Beautiful work, dude! It turned out amazing! 😃
Really well done!
Stay safe there with your family! 🖖😊
Here it is !! Was waiting for this one lol
Heck yeah!
Just in time to watch before i go to bed.
Its a good night
Great build buddy most people wouldn’t even attempt this, well done.
Love ya freaking work mate
Good to see another committed Aussie putting out damn good machining content.
Looks great, I was wondering about that first video. I watch every week. Thanks
Loving the tool post handle, such simple thing but beatiful
Awesome!!! As a long-time subscriber, i can say that for me your videos just keep getting better! I am inspired to maybe do some work on my cross lide
Very impressive result and it looks like it was worth the effort. Well done. Subscribed.
Truly excellent work!
Ditch your spacer and get a suitable thickness thrust bearing to spread the load better when tightening, and maybe replace that screw with one you can mill away the end with, so it's not wonky, or miss a recess in the bolt?
Parting off with power feed very nice, that's something I can only manage with aluminium.
Excellent work, really nice.
Very nice work, nice test results, and the final picture looks like a totally remade hobby lathe ready for action. Enjoyed the video, cheers!
you don't see brown chips too often,
well made I say... These upgrades are getting better and better
Thanks for sharing
* Nerd mode on *
Brown chips correspond to a temperature of 250°C - compared to 280°C for the "usual" blue color which is not far from expectation for a smaller machine as this one here.
* Nerd mode off again *
I can do blue chips normally, but I dont think I’ve ever gotten brown or blue chips with a boring bar.
@@emmanueleferrarotto2986 I use colours for most of my tempering and that sounds about right to me...I had no idea there was an expected range but it does make sense now I think about cutting speed to feed rate and all that number crunching physicsy stuff.
thankyou
@@artisanmakes my artistic side defintely appreciated the brown chips ....but keeping the cut cooler makes for good working practice too...pretty cool stuff lol
@TalRohan it's actually chemistry but you're welcome
That looks fantastic, great job!
a tip for stopping the marring on the top of your tools and increase tool holding pressure, add a 4 or 5mm shim on top of the tool to spread the load of the tool holding screws, the same as over tightening a gib
Fabulous work. 👏👏👍😀
Awesome stuff mate. I hope that you are pleased with the final result, because you should be bud. Your work around were top notch.
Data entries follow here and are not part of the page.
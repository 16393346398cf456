//! Deterministic simulation module
//!
//! All gameplay logic lives here. This module must be pure and deterministic:
//! - Fixed timestep only
//! - Seeded RNG only
//! - Stable iteration order (by entity ID)
//! - No rendering or platform dependencies

pub mod asteroid;
pub mod autopilot;
pub mod body;
pub mod cargo;
pub mod collision;
pub mod drone;
pub mod enemy;
pub mod geom;
pub mod joint;
pub mod player;
pub mod projectile;
pub mod snapshot;
pub mod state;
pub mod tick;

pub use asteroid::{Asteroid, AsteroidType};
pub use autopilot::autopilot_input;
pub use body::{Category, PhysicsBody};
pub use cargo::{CargoHold, Cargoable, HeldOrb, Orb, OrbSize};
pub use collision::{Contact, ContactRef, Reaction, Role};
pub use drone::{Drone, ShotTimer, Targeting};
pub use enemy::{Enemy, EnemyState};
pub use joint::SpringJoint;
pub use player::{Player, PlayerIntents};
pub use projectile::{Faction, Projectile};
pub use snapshot::{EntitySnapshot, EntityTag, RenderInstance, Snapshot, VisualFlags};
pub use state::{
    Commands, Damageable, Depot, Entity, EntityId, EntityKind, GameEvent, GamePhase, Grabbable, HitEffect, World,
};
pub use tick::{FixedStep, TickInput, tick};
I reckon I would have been raging and binned the part. Four thumbs up. I hope your finger is healing well too mate. Cheers.
Another fine video.
I saw the notification, wait till to the bed, the video is gone. Finally back on.😄
Very nice job!! 😁👍
It looks so good.
Yatzeeeeee! Well done
The whole idea of a 4 way toolpost is to be simple and rigid. By drilling a lot oh holes and and using 4 licating pins you just lost rigidity and overcomplicated something that should be simple. The correct approach is to have a stud with a spring in the base, with an angled profile and 4 small blind holes on the bottom side of the toolpost. Like a rachet mechanism if you want. This way you have the locator and also you avoid the accidental rotation of the toolpost if you forget to torque the stud. Great work with the slide and raiser block. But this one you kind of massed up 😊
4 holes ain’t going to do much. I’m not going to do it but I could draw it up in CATIA and do the simulations. It won’t do much. I don’t much like the spring loaded pin, I much rather a physical dowel. Like I said I’m not entirely happy with it but it has nothing to do with strength. In any event it’s steel so it’ll be at least 50% more rigid than the grey cast toolpost that it’s replacing. Cheers
@@artisanmakes don't get me wrong, is not that isn't a working toolpost. Is just that you could have done it in a more elegant approach. keep up the good work.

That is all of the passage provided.